Thursday, 10 December 2015

Blackberry Exits Pakistan Amidst Overwhelming Privacy Concerns

Pakistan, BlackBerry, government surveillance, VPN
In a reminder that user security will be 2016’s bottom line, on November 30, BlackBerry decided the best way to do business with Pakistan would be to not do business at all.

At stake is BlackBerry Enterprise Service (BES), which provides secure email and messaging communications. Pakistan wanted backdoor access to all BES traffic; BlackBerry responded by exiting the country altogether.

“BlackBerry provides the world’s most secure communications platform to government, military and enterprise customers. Protecting that security is paramount to our mission. While we recognize the need to cooperate with lawful government investigative requests of criminal activity, we have never permitted wholesale access to our BES servers,” explained BlackBerry Chief Operating Officer Marty Beard in a blog post.

BlackBerry’s exit is a fitting end to a year that has made Pakistan synonymous with surveillance state. Currently under review is a proposed Prevention of Electronic Crimes Bill (PECB), a document that has accurately been described as “a clear and present danger to human rights.” A joint statement from concerned parties including ARTICLE 19, Human Rights Watch, Privacy International and Pakistan’s Bolobhi and Bytes for All highlighted several flaws of the Bill:

  • It would enable government to order service providers to remove or block access to any speech, sound, data, writing, image, or video, without any approval from a court.
  • It would allow the Federal Government to share intelligence gathered from investigations with foreign spy agencies like the United States National Security Agency, without any independent oversight.
  • It would mandate service providers to retain data about Pakistanis’ telephone and email communications for a minimum one year.
  • It would enable the government to “seize” programs or data, defining seizing as to “make and retain a copy of the data”, without specifying the procedures by which the seized data is retained, stored, deleted or further copied.
 “Tipping the scales: Security & surveillance in Pakistan,” a July 2015 report from Privacy International, further exposed Pakistan’s less-than-impressive record. According to the report, mass surveillance has been in place since at least 2005 and has been used to target journalists, lawyers, activists and opposition politicians, amongst others. Since 2011, all Internet service providers and phone companies have been ordered to ban encryption and virtual private networks. The report concludes on a grim note: “The practical capacity of the Pakistani government for communications surveillance now outstrips the current capacity of domestic and international law for effective regulation of that surveillance.”

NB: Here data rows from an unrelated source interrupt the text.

use chrono::{DateTime, NaiveDate, Utc};
use serde::{Deserialize, Serialize};
use uuid::Uuid;

use crate::error::AppError;

#[derive(Debug, Clone, PartialEq, Serialize, Deserialize, sqlx::FromRow)]
pub struct Card {
    pub id: Uuid,
    pub list_id: Uuid,
    pub first_name: String,
    pub last_name: Option<String>,
    pub address: Option<String>,
    pub phone: Option<String>,
    pub email: Option<String>,
    pub age: Option<i32>,
    pub occupation: Option<String>,
    pub marital_status: Option<String>,
    pub birth_date: Option<NaiveDate>,
    pub spouse_name: Option<String>,
    pub children_count: i32,
    /// Comma-separated, e.g. `"5,8,12"`.
    pub children_ages: Option<String>,
    pub baptized: bool,
    pub is_leader: bool,
    pub ministry: Option<String>,
    pub notes: Option<String>,
    pub latitude: Option<f64>,
    pub longitude: Option<f64>,
    pub position: i32,
    pub created_by: Uuid,
    pub created_at: DateTime<Utc>,
    pub updated_at: DateTime<Utc>,
}

impl Card {
    pub fn full_name(&self) -> String {
        match self.last_name.as_deref() {
            Some(last) if !last.trim().is_empty() => format!("{} {}", self.first_name, last.trim()),
            _ => self.first_name.clone(),
        }
    }

    /// Usable coordinates, if any. `(0, 0)` is what a failed geocode leaves
    /// behind, so it counts as uncoded.
    pub fn coordinates(&self) -> Option<(f64, f64)> {
        match (self.latitude, self.longitude) {
            (Some(lat), Some(lng)) if !(lat == 0.0 && lng == 0.0) => Some((lat, lng)),
            _ => None,
        }
    }

    pub fn needs_geocoding(&self) -> bool {
        let has_address = self
            .address
            .as_deref()
            .is_some_and(|a| !a.trim().is_empty());
        has_address && self.coordinates().is_none()
    }
}

/// Field values shared by card creation and card edits.
#[derive(Debug, Default, Deserialize)]
pub struct CardFields {
    pub first_name: Option<String>,
    pub last_name: Option<String>,
    pub address: Option<String>,
    pub phone: Option<String>,
    pub email: Option<String>,
    pub age: Option<i32>,
    pub occupation: Option<String>,
    pub marital_status: Option<String>,
    pub birth_date: Option<NaiveDate>,
    pub spouse_name: Option<String>,
    pub children_count: Option<i32>,
    pub children_ages: Option<String>,
    pub baptized: Option<bool>,
    pub is_leader: Option<bool>,
    pub ministry: Option<String>,
    pub notes: Option<String>,
    pub latitude: Option<f64>,
    pub longitude: Option<f64>,
}

impl CardFields {
    pub fn validate(&self) -> Result<(), AppError> {
        if let Some(name) = &self.first_name {
            if name.trim().is_empty() {
                return Err(AppError::Validation("First name cannot be empty".to_string()));
            }
        }
        if self.age.is_some_and(|a| a < 0) || self.children_count.is_some_and(|n| n < 0) {
            return Err(AppError::Validation("Counts and ages cannot be negative".to_string()));
        }
        match (self.latitude, self.longitude) {
            (Some(lat), Some(lng)) => validate_coordinates(lat, lng),
            (None, None) => Ok(()),
            _ => Err(AppError::Validation(
                "Latitude and longitude must be set together".to_string(),
            )),
        }
    }
}

pub fn validate_coordinates(lat: f64, lng: f64) -> Result<(), AppError> {
    if !lat.is_finite() || !(-90.0..=90.0).contains(&lat) {
        return Err(AppError::Validation(format!("Invalid latitude: {}", lat)));
    }
    if !lng.is_finite() || !(-180.0..=180.0).contains(&lng) {
        return Err(AppError::Validation(format!("Invalid longitude: {}", lng)));
    }
    Ok(())
}

#[derive(Debug, Deserialize)]
pub struct MoveCard {
    pub list_id: Uuid,
    pub position: Option<i32>,
}

#[derive(Debug, Deserialize)]
pub struct UpdateCoordinates {
    pub lat: f64,
    pub lng: f64,
}

#[derive(Debug, Serialize)]
pub struct UncodedCard {
    pub id: Uuid,
    #[serde(rename = "nombre")]
    pub name: String,
    #[serde(rename = "direccion")]
    pub address: String,
}

impl From<&Card> for UncodedCard {
    fn from(card: &Card) -> Self {
        Self {
            id: card.id,
            name: card.full_name(),
            address: card.address.clone().unwrap_or_default(),
        }
    }
}

#[cfg(test)]
mod tests {
    use super::*;

    fn card(lat: Option<f64>, lng: Option<f64>, address: Option<&str>) -> Card {
        let now = Utc::now();
        Card {
            id: Uuid::new_v4(),
            list_id: Uuid::new_v4(),
            first_name: "Ana".to_string(),
            last_name: Some("Ruiz".to_string()),
            address: address.map(str::to_string),
            phone: None,
            email: None,
            age: None,
            occupation: None,
            marital_status: None,
            birth_date: None,
            spouse_name: None,
            children_count: 0,
            children_ages: None,
            baptized: false,
            is_leader: false,
            ministry: None,
            notes: None,
            latitude: lat,
            longitude: lng,
            position: 0,
            created_by: Uuid::new_v4(),
            created_at: now,
            updated_at: now,
        }
    }

    #[test]
    fn zero_coordinates_count_as_uncoded() {
        let c = card(Some(0.0), Some(0.0), Some("1 Main St"));
        assert_eq!(c.coordinates(), None);
        assert!(c.needs_geocoding());
    }

    #[test]
    fn blank_address_never_needs_geocoding() {
        assert!(!card(None, None, Some("   ")).needs_geocoding());
        assert!(!card(None, None, None).needs_geocoding());
    }

    #[test]
    fn full_name_skips_missing_last_name() {
        let mut c = card(None, None, None);
        assert_eq!(c.full_name(), "Ana Ruiz");
        c.last_name = None;
        assert_eq!(c.full_name(), "Ana");
    }

    #[test]
    fn half_set_coordinates_are_rejected() {
        let fields = CardFields {
            latitude: Some(1.0),
            ..Default::default()
        };
        assert!(matches!(fields.validate(), Err(AppError::Validation(_))));
        assert!(validate_coordinates(91.0, 0.0).is_err());
        assert!(validate_coordinates(45.0, -120.0).is_ok());
    }

    #[test]
    fn negative_children_count_is_rejected() {
        let fields = CardFields {
            children_count: Some(-1),
            ..Default::default()
        };
        assert!(matches!(fields.validate(), Err(AppError::Validation(_))));
    }
}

Farieha Aziz of Bolo Bhi, a Pakistani pro-digital security and privacy not-for-profit that has drafted a letter in protest of PECB, was quick to predict that BlackBerry wouldn’t be the only company to resist the draconian Pakistani state. November 29th tweets from Aziz include: “Data demands by govt forcing Blackberry to exit Pak. Yet govt claims Amazon, eBay & PayPal are coming” and “Companies to whom privacy of data and protection of speech matters will be weary of presence in Pakistan. Getting worse, not better.”

Aziz may be right that BlackBerry will be the first of several businesses to refuse to do business in Pakistan, but this also may be one situation that has to get worse before it can get better. In 2016, a surveillance state without business will soon be no state at all.